The United Network for Organ Sharing was on track to reinstate its old policy by Thursday morning, Sara Frey said during a hearing.

U.S. District Judge Amy Totenberg last week ordered the rollback pending the outcome of a court appeal that could take months to resolve. Totenberg had refused at first to delay the policy change, but then reversed herself and ordered a halt to the new rules 24 hours after the transplant system started using them to match patients with donated organs.

Totenberg was considering holding UNOS in contempt after hospitals and patients challenging the new liver policy said the group was deliberately ignoring her order.

Frey said UNOS misunderstood the order, and there was never any intent to evade it. At Monday's hearing, an information technology specialist for the group, Bonnie Felice, said it has already spent hundreds of hours reprogramming its system to revert to the old policy.

Totenberg appeared satisfied, and did not impose any sanctions on UNOS.

Totenberg is presiding over a lawsuit that claims the new policy will waste viable livers, result in fewer transplants and likely cause deaths. At issue in the suit is how donated livers are distributed to patients awaiting transplants.

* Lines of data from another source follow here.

impl<'a> Resolution<'a> {
    pub(crate) fn new(
        provider: &'a ServiceProvider,
        inner: &'a Arc<ProviderInner>,
        scope: Option<&'a ScopeStorage>,
    ) -> Self {
        Self {
            provider,
            inner,
            scope,
            path: RefCell::new(ResolutionPath::new(inner.options.max_depth)),
            singleton_builds: Cell::new(0),
        }
    }

    pub(crate) fn provider(&self) -> &'a ServiceProvider {
        self.provider
    }

    pub(crate) fn resolve(&self, key: &Key) -> DiResult<AnyArc> {
        let observers = &self.inner.observers;
        if !observers.has_observers() {
            return self.resolve_registered(key);
        }

        let start = Instant::now();
        observers.resolving(key);
        let result = self.resolve_registered(key);
        match &result {
            Ok(_) => observers.resolved(key, start.elapsed()),
            Err(error) => observers.failed(key, error),
        }
        result
    }

    fn resolve_registered(&self, key: &Key) -> DiResult<AnyArc> {
        if is_provider_key(key) {
            return Ok(Arc::new(ServiceProvider::detached(self.inner)));
        }

        let registration = self
            .inner
            .registry
            .lookup(key)
            .ok_or(DiError::NotFound(key.display_name()))?;

        // Path guard before any slot lock so a cycle errors instead of deadlocking
        let _guard = PathGuard::enter(&self.path, *key)?;

        match registration.descriptor.lifetime {
            Lifetime::Singleton => self.resolve_singleton(registration),
            Lifetime::Scoped => self.resolve_scoped(registration),
            Lifetime::Transient => self.instantiate(registration),
        }
    }

    fn resolve_singleton(&self, registration: &Registration) -> DiResult<AnyArc> {
        let Some(slot) = &registration.singleton else {
            return self.instantiate(registration);
        };
        let mut cached = slot.lock();
        if let Some(value) = cached.as_ref() {
            return Ok(value.clone());
        }
        // Whatever gets built beneath a singleton lives as long as the provider
        self.singleton_builds.set(self.singleton_builds.get() + 1);
        let built = self.instantiate(registration);
        self.singleton_builds.set(self.singleton_builds.get() - 1);
        let value = built?;
        *cached = Some(value.clone());
        Ok(value)
    }

    fn resolve_scoped(&self, registration: &Registration) -> DiResult<AnyArc> {
        let service = registration.descriptor.service;
        let storage = self.scoped_storage(&service)?;
        if let Some(value) = storage.get(&service)? {
            return Ok(value);
        }
        // Build without holding the cache lock; first writer wins
        let value = self.instantiate(registration)?;
        storage.insert(service, value)
    }

    fn scoped_storage(&self, service: &Key) -> DiResult<&'a ScopeStorage> {
        match self.scope {
            Some(storage) => Ok(storage),
            None => match self.inner.options.scoped_from_root {
                ScopedFromRoot::RootScope => Ok(&self.inner.root_scope),
                ScopedFromRoot::Fail => Err(DiError::ScopedOutsideScope(service.display_name())),
            },
        }
    }

    fn instantiate(&self, registration: &Registration) -> DiResult<AnyArc> {
        let descriptor = &registration.descriptor;
        let instance = match &registration.activator {
            Activator::Instance(value) => value.clone(),
            Activator::Constructor(construct) => {
                let parameters = effective_parameters(
                    self.inner.metadata.as_ref(),
                    &descriptor.implementation,
                );
                let mut values = Vec::with_capacity(parameters.len());
                for parameter in &parameters {
                    values.push(self.resolve(parameter)?);
                }
                let mut args = Arguments::new(descriptor.implementation_name(), values);
                construct(&mut args)?
            }
            Activator::Factory(factory) => {
                let ctx = ResolverContext::new(self, descriptor.lifetime);
                factory(&ctx)?
            }
        };

        tracing::trace!(
            service = %descriptor.service,
            implementation = descriptor.implementation_name(),
            lifetime = %descriptor.lifetime,
            depth = self.path.borrow().depth(),
            "instantiated service"
        );
        Ok(instance)
    }

    /// Routes a disposal hook registered while building a `lifetime` service.
    ///
    /// Hooks from singleton builds, and from anything built while a singleton
    /// is under construction, belong to the provider.
    pub(crate) fn push_disposer(&self, lifetime: Lifetime, f: Disposer) {
        let owned_by_provider = lifetime == Lifetime::Singleton || self.singleton_builds.get() > 0;
        match self.scope {
            Some(scope) if !owned_by_provider => scope.push_disposer(f),
            _ => self.inner.root_disposers.lock().push(f),
        }
    }
}
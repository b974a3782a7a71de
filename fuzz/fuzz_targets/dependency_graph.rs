#![no_main]

use keel_di::{ContainerOptions, DiError, Key, Lifetime, Resolver, ScopedFromRoot, ServiceCollection};
use libfuzzer_sys::fuzz_target;

const TOKENS: [&str; 16] = [
    "n0", "n1", "n2", "n3", "n4", "n5", "n6", "n7", "n8", "n9", "n10", "n11", "n12", "n13", "n14", "n15",
];

struct Node;

fuzz_target!(|data: &[u8]| {
    if data.len() < 2 {
        return;
    }

    let node_count = (data[0] % 16) as usize + 1;
    let max_depth = (data[1] % 32) as usize + 1;
    let mut edges: Vec<Vec<usize>> = vec![Vec::new(); node_count];
    let mut lifetimes = vec![Lifetime::Transient; node_count];

    // Remaining bytes: (node, lifetime/dependency) pairs; out-of-range targets become missing services
    for pair in data[2..].chunks_exact(2).take(128) {
        let node = pair[0] as usize % node_count;
        if pair[1] & 0x80 != 0 {
            lifetimes[node] = match pair[1] % 3 {
                0 => Lifetime::Singleton,
                1 => Lifetime::Scoped,
                _ => Lifetime::Transient,
            };
        } else {
            edges[node].push((pair[1] % 16) as usize);
        }
    }

    let mut services = ServiceCollection::new();
    services.with_options(
        ContainerOptions::new()
            .with_max_depth(max_depth)
            .with_scoped_from_root(ScopedFromRoot::RootScope),
    );
    for (i, deps) in edges.into_iter().enumerate() {
        services.add_factory::<Node, _>(Key::token(TOKENS[i]), lifetimes[i], move |ctx| {
            for dep in &deps {
                ctx.get_token::<Node>(TOKENS[*dep])?;
            }
            Ok(Node)
        });
    }

    let provider = services.build();
    let scope = provider.create_scope();
    for token in TOKENS.iter().take(node_count) {
        for result in [scope.get_token::<Node>(token), provider.get_token::<Node>(token)] {
            match result {
                Ok(_)
                | Err(DiError::Circular(_))
                | Err(DiError::DepthExceeded(_))
                | Err(DiError::NotFound(_)) => {}
                Err(other) => panic!("unexpected resolution error: {}", other),
            }
        }
    }
    scope.dispose();
    provider.dispose_all();
});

Patients in population centers like New York and California must be closer to death before they reach the top of the transplant waiting list than people who live in places like the Midwest and South, where more organ donors mean patients who are less sick get transplanted faster. It's such a problem wealthy patients often seek to be placed on shorter transplant lists far from home, like the late Apple CEO Steve Jobs, who lived in California but in 2009 got a new liver in Tennessee.

The new rules were intended to ease that geographic disparity by giving the sickest patients first chance at a donated liver, even if it has to be flown about 500 miles from the donor hospital.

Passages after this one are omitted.